Two ginseng hunters found her remains 3 ½ years later in woods in Decatur County, about 100 miles southwest of Nashville.
Bobo's brother Clint testified that he saw an unidentified man wearing camouflage leading his sister into woods behind the family's home. Prosecutors said Adams was involved in the "dark world" of methamphetamine and morphine when he and two other men abducted Bobo, held her against her will, raped her, killed her and hid her remains.
Autry and Adams' brother, John Dylan Adams, also are charged with kidnapping, raping and killing Bobo. A fourth man, Shayne Austin, was also charged in the case. Austin had reached an immunity agreement that depended on Bobo's body being recovered from the place where Austin said it was buried.
The deal was rescinded after prosecutors said he wasn't truthful. Austin was found dead in a Florida hotel room in what police said was an apparent suicide in February 2015.
In his closing argument, Hagerman said it was Austin who walked with Bobo into the woods. Then Austin and the Adams brothers raped Bobo in Austin's grandmother's barn, Hagerman said. Autry said Adams used graphic details when he told Autry that he, his brother and Austin raped Bobo.
The names of all four men had surfaced early in the investigation, Hagerman said, but a former Tennessee Bureau of Investigation lead detectivewas responsible for the killing and "didn't listen" to the clues that pointed to Adams as the killer.
"Within the first week this secret had crack and crack and crack and crack in it, but nobody was listening," Hagerman said.
The former TBI agent, Terry Dicus, testified he had ruled out Adams as the person who had kidnapped Bobo. Dicus was placed on desk duty and barred from pursuing leads in the case in 2013. TBI agent Jack Van Hooser testified that Dicus "needed to be benched" because he had lost objectivity.
A U.S. Marshals inspector testified for the defense on Wednesday that the sex offender, a man named Terry Britt who lived near Bobo, said he would plead to charges in the case a year before Adams was charged. The defense attempted to portray Britt as a possible alternate suspect, but in his closing statement, Hagerman said Britt was investigated and ruled out.
"There was absolutely nothing, not a drop of blood, not a hair, not anything at all that connected him to Holly Bobo," Hagerman said.
Hagerman also pointed to incriminating statements Adams made to friends and jail inmates about Bobo.
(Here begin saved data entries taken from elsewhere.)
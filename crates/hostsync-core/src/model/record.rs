// ── Monitoring record ──
//
// The existing state of a host in Zabbix. Identity (`id`) never changes;
// names and memberships may be rewritten by reconciliation.

use indexmap::{IndexMap, IndexSet};
use serde::Serialize;

/// A set of named references (templates or host groups).
///
/// Keyed by name, carrying the system-assigned identifier when known.
/// Entries introduced by reconciliation start without one and are resolved
/// against the reference cache before the update is sent.
#[derive(Debug, Clone, Default, PartialEq, Eq, Serialize)]
#[serde(transparent)]
pub struct RefSet(IndexMap<String, Option<String>>);

impl RefSet {
    pub fn new() -> Self {
        Self::default()
    }

    /// Build a set of unresolved entries from names.
    pub fn from_names<'a>(names: impl IntoIterator<Item = &'a String>) -> Self {
        Self(names.into_iter().map(|n| (n.clone(), None)).collect())
    }

    pub fn insert(&mut self, name: impl Into<String>, id: Option<String>) {
        self.0.insert(name.into(), id);
    }

    pub fn contains(&self, name: &str) -> bool {
        self.0.contains_key(name)
    }

    pub fn len(&self) -> usize {
        self.0.len()
    }

    pub fn is_empty(&self) -> bool {
        self.0.is_empty()
    }

    pub fn names(&self) -> impl Iterator<Item = &str> {
        self.0.keys().map(String::as_str)
    }

    pub fn iter(&self) -> impl Iterator<Item = (&str, Option<&str>)> {
        self.0.iter().map(|(n, id)| (n.as_str(), id.as_deref()))
    }

    /// Order-independent comparison of the name set against `desired`.
    pub fn same_names(&self, desired: &IndexSet<String>) -> bool {
        self.0.len() == desired.len() && desired.iter().all(|n| self.0.contains_key(n))
    }
}

impl<N: Into<String>, I: Into<String>> FromIterator<(N, I)> for RefSet {
    fn from_iter<T: IntoIterator<Item = (N, I)>>(iter: T) -> Self {
        Self(
            iter.into_iter()
                .map(|(n, id)| (n.into(), Some(id.into())))
                .collect(),
        )
    }
}

/// A host as it currently exists in Zabbix.
#[derive(Debug, Clone, PartialEq, Eq, Serialize)]
pub struct MonitoringRecord {
    pub id: String,
    pub host_name: String,
    pub visible_name: String,
    pub ip_address: String,
    pub groups: RefSet,
    pub templates: RefSet,
}
// ── Diff & reconcile ──
//
// Compares a host's current Zabbix state with the desired profile and
// produces the merged target record. Pure; the caller decides whether to
// send anything.

use serde::Serialize;

use crate::model::{InventoryRecord, MonitoringProfile, MonitoringRecord, RefSet};

/// A linked template with this name is never unlinked by reconciliation.
/// It is often attached by hand and losing it would silently stop backups
/// from being monitored.
pub const GUARDED_TEMPLATE: &str = "template cPanel backup";

/// One field that reconciliation rewrote, for logging.
#[derive(Debug, Clone, PartialEq, Eq, Serialize)]
#[serde(tag = "field", rename_all = "snake_case")]
pub enum FieldChange {
    HostName { from: String, to: String },
    VisibleName { from: String, to: String },
    Templates { from: Vec<String>, to: Vec<String> },
    Groups { from: Vec<String>, to: Vec<String> },
}

#[derive(Debug, Clone, PartialEq, Eq, Serialize)]
pub struct ReconcileResult {
    pub changed: bool,
    pub merged: MonitoringRecord,
    pub templates_changed: bool,
    pub groups_changed: bool,
    pub changes: Vec<FieldChange>,
}

/// Merge the desired state into `existing`.
///
/// - `host_name` and `visible_name` follow the inventory by exact string
///   comparison.
/// - The template set is replaced when the names differ, unless the
///   existing set contains [`GUARDED_TEMPLATE`].
/// - The group set is replaced whenever the names differ.
///
/// Replaced sets carry names only; identifiers are resolved by
/// [`crate::apply::resolve_update`]. Feeding `merged` back in always yields
/// `changed == false`.
pub fn reconcile(
    existing: &MonitoringRecord,
    profile: &MonitoringProfile,
    inv: &InventoryRecord,
) -> ReconcileResult {
    let mut merged = existing.clone();
    let mut changes = Vec::new();

    let host_name = inv.effective_host_name();
    if existing.host_name != host_name {
        changes.push(FieldChange::HostName {
            from: existing.host_name.clone(),
            to: host_name.to_owned(),
        });
        host_name.clone_into(&mut merged.host_name);
    }

    if existing.visible_name != inv.visible_name {
        changes.push(FieldChange::VisibleName {
            from: existing.visible_name.clone(),
            to: inv.visible_name.clone(),
        });
        merged.visible_name.clone_from(&inv.visible_name);
    }

    let templates_changed = !existing.templates.same_names(&profile.templates)
        && !existing.templates.contains(GUARDED_TEMPLATE);
    if templates_changed {
        changes.push(FieldChange::Templates {
            from: owned_names(&existing.templates),
            to: profile.templates.iter().cloned().collect(),
        });
        merged.templates = RefSet::from_names(&profile.templates);
    }

    let groups_changed = !existing.groups.same_names(&profile.groups);
    if groups_changed {
        changes.push(FieldChange::Groups {
            from: owned_names(&existing.groups),
            to: profile.groups.iter().cloned().collect(),
        });
        merged.groups = RefSet::from_names(&profile.groups);
    }

    ReconcileResult {
        changed: !changes.is_empty(),
        merged,
        templates_changed,
        groups_changed,
        changes,
    }
}

fn owned_names(set: &RefSet) -> Vec<String> {
    set.names().map(str::to_owned).collect()
}

#[cfg(test)]
#[allow(clippy::unwrap_used)]
mod tests {
    use std::collections::BTreeSet;

    use indexmap::IndexSet;
    use pretty_assertions::assert_eq;

    use super::*;
    use crate::classify::classify;
    use crate::config::Policy;

    fn inventory(platform: &str, name: &str, host: &str, tags: &[&str]) -> InventoryRecord {
        InventoryRecord {
            ip_address: Some("10.0.0.5".into()),
            visible_name: name.into(),
            host_name: Some(host.into()),
            platform: platform.into(),
            tags: tags.iter().map(|t| (*t).to_string()).collect::<BTreeSet<_>>(),
            status: "active".into(),
            cluster_name: None,
            site_name: None,
        }
    }

    fn existing(
        host: &str,
        name: &str,
        templates: &[(&str, &str)],
        groups: &[(&str, &str)],
    ) -> MonitoringRecord {
        MonitoringRecord {
            id: "10501".into(),
            host_name: host.into(),
            visible_name: name.into(),
            ip_address: "10.0.0.5".into(),
            templates: templates.iter().copied().collect(),
            groups: groups.iter().copied().collect(),
        }
    }

    #[test]
    fn identical_state_is_a_no_op() {
        let inv = inventory("ubuntu", "web01", "web01.example.com", &[]);
        let profile = classify(&inv, &Policy::default());
        let current = existing(
            "web01.example.com",
            "web01",
            &[("Template OS Linux", "10001")],
            &[("Linux servers", "2")],
        );

        let result = reconcile(&current, &profile, &inv);

        assert!(!result.changed);
        assert!(result.changes.is_empty());
        assert_eq!(result.merged, current);
    }

    #[test]
    fn scalar_drift_is_adopted_verbatim() {
        let inv = inventory("ubuntu", "web01", "web01.example.com", &[]);
        let profile = classify(&inv, &Policy::default());
        let current = existing(
            "WEB01.example.com",
            "web01 ",
            &[("Template OS Linux", "10001")],
            &[("Linux servers", "2")],
        );

        let result = reconcile(&current, &profile, &inv);

        assert!(result.changed);
        assert!(!result.templates_changed);
        assert!(!result.groups_changed);
        assert_eq!(result.merged.host_name, "web01.example.com");
        assert_eq!(result.merged.visible_name, "web01");
        assert_eq!(result.changes.len(), 2);
        // Unchanged sets keep their identifiers.
        assert_eq!(
            result.merged.templates.iter().collect::<Vec<_>>(),
            vec![("Template OS Linux", Some("10001"))]
        );
    }

    #[test]
    fn missing_host_name_falls_back_to_visible_name() {
        let mut inv = inventory("ubuntu", "web01", "", &[]);
        inv.host_name = None;
        let profile = classify(&inv, &Policy::default());
        let current = existing(
            "web01",
            "web01",
            &[("Template OS Linux", "10001")],
            &[("Linux servers", "2")],
        );

        assert!(!reconcile(&current, &profile, &inv).changed);
    }

    #[test]
    fn replaced_sets_drop_identifiers() {
        let inv = inventory("ubuntu", "web01", "web01", &["uniq"]);
        let profile = classify(&inv, &Policy::default());
        let current = existing(
            "web01",
            "web01",
            &[("Template OS Windows", "10081")],
            &[("Linux servers", "2")],
        );

        let result = reconcile(&current, &profile, &inv);

        assert!(result.templates_changed);
        assert!(result.groups_changed);
        assert_eq!(
            result.merged.templates.iter().collect::<Vec<_>>(),
            vec![("Template OS Linux", None)]
        );
        assert_eq!(
            result.merged.groups.iter().collect::<Vec<_>>(),
            vec![("Linux servers", None), ("Uniq", None)]
        );
        assert_eq!(
            result.changes[1],
            FieldChange::Groups {
                from: vec!["Linux servers".into()],
                to: vec!["Linux servers".into(), "Uniq".into()],
            }
        );
    }

    #[test]
    fn guarded_template_is_never_removed() {
        let inv = inventory("windows server 2019", "WIN-APP01", "win-app01", &[]);
        let profile = classify(&inv, &Policy::default());
        assert!(!profile.templates.contains(GUARDED_TEMPLATE));

        let current = existing(
            "win-app01",
            "WIN-APP01",
            &[("Template OS Linux", "10001"), (GUARDED_TEMPLATE, "10420")],
            &[("Allwindows", "5"), ("Windows General", "6")],
        );

        let result = reconcile(&current, &profile, &inv);

        assert!(!result.templates_changed);
        assert!(!result.changed);
        assert!(result.merged.templates.contains(GUARDED_TEMPLATE));
    }

    #[test]
    fn reconcile_reaches_a_fixed_point() {
        let cases = [
            inventory("ubuntu", "web-cp01", "web-cp01.example.com", &["uniq"]),
            inventory("windows 2016", "WIN-SQL", "win-sql", &["cpanel"]),
            inventory("centos", "mail", "mail.example.com", &[]),
        ];
        let starts = [
            existing("old", "old", &[], &[]),
            existing("old", "old", &[(GUARDED_TEMPLATE, "10420")], &[("Clients", "9")]),
            existing(
                "mail.example.com",
                "mail",
                &[("Template OS Linux", "10001")],
                &[("Linux servers", "2")],
            ),
        ];

        for inv in &cases {
            let profile = classify(inv, &Policy::default());
            for start in &starts {
                let first = reconcile(start, &profile, inv);
                let second = reconcile(&first.merged, &profile, inv);
                assert!(!second.changed, "not a fixed point for {}", inv.visible_name);
                assert_eq!(second.merged, first.merged);
            }
        }
    }

    #[test]
    fn group_verdict_ignores_order() {
        let inv = inventory("windows", "WIN-APP01", "win-app01", &["uniq"]);
        let mut profile = classify(&inv, &Policy::default());
        let current = existing(
            "win-app01",
            "WIN-APP01",
            &[("Template OS Windows", "10081")],
            &[("Uniq", "31"), ("Windows General", "6"), ("Allwindows", "5")],
        );

        let forward = reconcile(&current, &profile, &inv).groups_changed;

        let reversed: IndexSet<String> = profile.groups.iter().rev().cloned().collect();
        profile.groups = reversed;
        let backward = reconcile(&current, &profile, &inv).groups_changed;

        assert!(!forward);
        assert_eq!(forward, backward);
    }
}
Friend Anthony Phoenix used an expletive to describe how Adams told him that he "couldn't have picked" a prettier woman. Christopher Swift said Adams asked him if God would forgive him for the "Holly killing," while they were both jailed together.
Another jail inmate, Shawn Cooper, said he spoke with Adams as Cooper awaited transfer from the Chester County Jail to the Obion County Jail.
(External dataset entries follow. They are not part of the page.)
//! Integration tests for the `hostsync` binary.
//!
//! Argument parsing, completions, offline classification and config
//! inspection -- nothing here needs a Zabbix server.
#![allow(clippy::unwrap_used)]

use std::io::Write;

use assert_cmd::cargo::cargo_bin_cmd;
use predicates::prelude::*;

// ── Helpers ─────────────────────────────────────────────────────────

/// A `hostsync` command isolated from the caller's config and credentials.
fn hostsync_cmd() -> assert_cmd::Command {
    let mut cmd = cargo_bin_cmd!("hostsync");
    cmd.env("HOME", "/tmp/hostsync-cli-test-nonexistent")
        .env("XDG_CONFIG_HOME", "/tmp/hostsync-cli-test-nonexistent")
        .env_remove("HOSTSYNC_CONFIG")
        .env_remove("ZABBIX_USERNAME")
        .env_remove("ZABBIX_PASSWORD")
        .env_remove("RUST_LOG");
    cmd
}

fn temp_file(suffix: &str, contents: &str) -> tempfile::NamedTempFile {
    let mut file = tempfile::Builder::new().suffix(suffix).tempfile().unwrap();
    file.write_all(contents.as_bytes()).unwrap();
    file
}

fn webhook(status: &str, platform: &str, name: &str, ip: &str, site: &str) -> String {
    serde_json::json!({
        "event": "updated",
        "timestamp": "2024-03-09 17:55:33.329547+00:00",
        "model": "virtualmachine",
        "data": {
            "name": name,
            "status": { "value": status, "label": status },
            "primary_ip": { "address": format!("{ip}/24") },
            "platform": { "name": platform },
            "tags": [{ "name": "Uniq" }],
            "custom_fields": { "vcsa_vm_guest_hostname": null },
            "cluster": { "name": "Prod" },
            "site": { "name": site }
        }
    })
    .to_string()
}

fn stdout_json(output: &std::process::Output) -> serde_json::Value {
    serde_json::from_slice(&output.stdout).unwrap()
}

// ── Basic invocation ────────────────────────────────────────────────

#[test]
fn test_no_args_shows_help() {
    let output = hostsync_cmd().output().unwrap();
    assert_eq!(output.status.code(), Some(2));
    let text = format!(
        "{}{}",
        String::from_utf8_lossy(&output.stdout),
        String::from_utf8_lossy(&output.stderr)
    );
    assert!(text.contains("Usage"), "Expected 'Usage' in output:\n{text}");
}

#[test]
fn test_help_lists_commands() {
    hostsync_cmd().arg("--help").assert().success().stdout(
        predicate::str::contains("serve")
            .and(predicate::str::contains("classify"))
            .and(predicate::str::contains("check"))
            .and(predicate::str::contains("completions")),
    );
}

#[test]
fn test_version_flag() {
    hostsync_cmd()
        .arg("--version")
        .assert()
        .success()
        .stdout(predicate::str::contains("hostsync"));
}

#[test]
fn test_completions_bash() {
    hostsync_cmd()
        .args(["completions", "bash"])
        .assert()
        .success()
        .stdout(predicate::str::is_empty().not());
}

// ── classify ────────────────────────────────────────────────────────

#[test]
fn test_classify_linux_cpanel_with_proxy() {
    let payload = temp_file(
        ".json",
        &webhook("active", "Ubuntu 22.04", "web-cp01", "172.16.4.20", "Pluto-vCenter"),
    );

    let output = hostsync_cmd()
        .args(["classify", payload.path().to_str().unwrap()])
        .output()
        .unwrap();
    assert!(output.status.success());

    let report = stdout_json(&output);
    assert_eq!(report["host_name"], "web-cp01");
    assert_eq!(report["record"]["ip_address"], "172.16.4.20");
    assert_eq!(
        report["profile"]["templates"],
        serde_json::json!(["Template OS Linux", "template cPanel backup"])
    );
    assert_eq!(
        report["profile"]["groups"],
        serde_json::json!(["Linux servers", "cPanels", "Uniq"])
    );
    assert_eq!(report["profile"]["verdict"]["verdict"], "eligible");
    assert_eq!(report["proxy"], "62.90.18.89");
}

#[test]
fn test_classify_inactive_from_stdin() {
    let output = hostsync_cmd()
        .args(["classify", "-"])
        .write_stdin(webhook("offline", "Windows Server 2019", "WIN-APP01", "10.0.0.5", "hq"))
        .output()
        .unwrap();
    assert!(output.status.success());

    let report = stdout_json(&output);
    assert_eq!(report["profile"]["verdict"]["reason"], "inactive");
    assert_eq!(report["proxy"], serde_json::Value::Null);
}

#[test]
fn test_classify_yaml_output() {
    let payload = temp_file(
        ".json",
        &webhook("active", "Windows Server 2019", "WIN-APP01", "10.0.0.5", "hq"),
    );

    hostsync_cmd()
        .args(["-o", "yaml", "classify", payload.path().to_str().unwrap()])
        .assert()
        .success()
        .stdout(
            predicate::str::contains("Template OS Windows")
                .and(predicate::str::contains("os_family: windows")),
        );
}

#[test]
fn test_classify_malformed_payload() {
    let payload = temp_file(".json", r#"{"data":{"name":"x"}}"#);

    hostsync_cmd()
        .args(["classify", payload.path().to_str().unwrap()])
        .assert()
        .code(2)
        .stderr(predicate::str::contains("Malformed event"));
}

#[test]
fn test_classify_respects_configured_policy() {
    let config = temp_file(".toml", "[policy]\nexcluded_name_marker = \"lab\"\n");
    let payload = temp_file(".json", &webhook("active", "debian", "LAB-db01", "10.0.0.7", "hq"));

    let output = hostsync_cmd()
        .args([
            "--config",
            config.path().to_str().unwrap(),
            "classify",
            payload.path().to_str().unwrap(),
        ])
        .output()
        .unwrap();
    assert!(output.status.success());
    assert_eq!(stdout_json(&output)["profile"]["verdict"]["reason"], "excluded_name");
}

// ── config ──────────────────────────────────────────────────────────

#[test]
fn test_config_path_explicit() {
    hostsync_cmd()
        .args(["--config", "/etc/hostsync/custom.toml", "config", "path"])
        .assert()
        .success()
        .stdout(predicate::str::contains("/etc/hostsync/custom.toml"));
}

#[test]
fn test_config_show_masks_password() {
    let config = temp_file(
        ".toml",
        "[zabbix]\nurl = \"https://zabbix.example.com/api_jsonrpc.php\"\nusername = \"svc\"\npassword = \"hunter2\"\n",
    );

    hostsync_cmd()
        .args(["--config", config.path().to_str().unwrap(), "config", "show"])
        .assert()
        .success()
        .stdout(
            predicate::str::contains("zabbix.example.com")
                .and(predicate::str::contains("0.0.0.0:17777"))
                .and(predicate::str::contains("hunter2").not()),
        );
}

#[test]
fn test_config_show_missing_file() {
    hostsync_cmd()
        .args([
            "--config",
            "/tmp/hostsync-cli-test-nonexistent/none.toml",
            "config",
            "show",
        ])
        .assert()
        .code(4)
        .stderr(predicate::str::contains("not found"));
}

// ── serve ───────────────────────────────────────────────────────────

#[test]
fn test_serve_rejects_bad_listen_address() {
    hostsync_cmd()
        .args(["serve", "--listen", "localhost"])
        .assert()
        .code(2)
        .stderr(predicate::str::contains("listen.address"));
}

// ── check ───────────────────────────────────────────────────────────

#[test]
fn test_check_without_credentials() {
    let config = temp_file(
        ".toml",
        "[zabbix]\nurl = \"https://zabbix.example.com/api_jsonrpc.php\"\n",
    );

    hostsync_cmd()
        .args(["--config", config.path().to_str().unwrap(), "check"])
        .assert()
        .code(3)
        .stderr(predicate::str::contains("credentials"));
}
Cooper said Adams told him his brother was being held in Obion County Jail. Adams then asked him to relay to his brother that he should stay quiet about the Bobo case or he would "put him in a hole beside her," Cooper said
Hagerman argued that Autry's story had been "corroborated, corroborated, and corroborated again" by testimony. But defense attorney Thompson said Autry already knew of evidence accumulated in the case and could have used that to pepper his story with elements of truth. She said Autry was too street smart to allow himself to be manipulated into helping Adams dispose of Bobo's body even though he says he wasn't involved in the rape, abduction or murder.
She said a rational person "wouldn't automatically put themselves in the middle of a murder with a dead body if they don't have to."
Thompson also challenged several details of his story, including that Autry said Bobo had been laid on her back when Adams stood over her and opened fire. A medical examiner testified that Bobo's remains showed an entrance wound in the back of her skull, and Thompson said there was no physical evidence showing that Bobo was shot and killed at the river.
Thompson said there's no question that people involved in the case are "talkers" and noted that Adams was a meth user.
"Zach Adams has said some stupid things over the years," Thompson said. "That does not mean he killed Holly Bobo."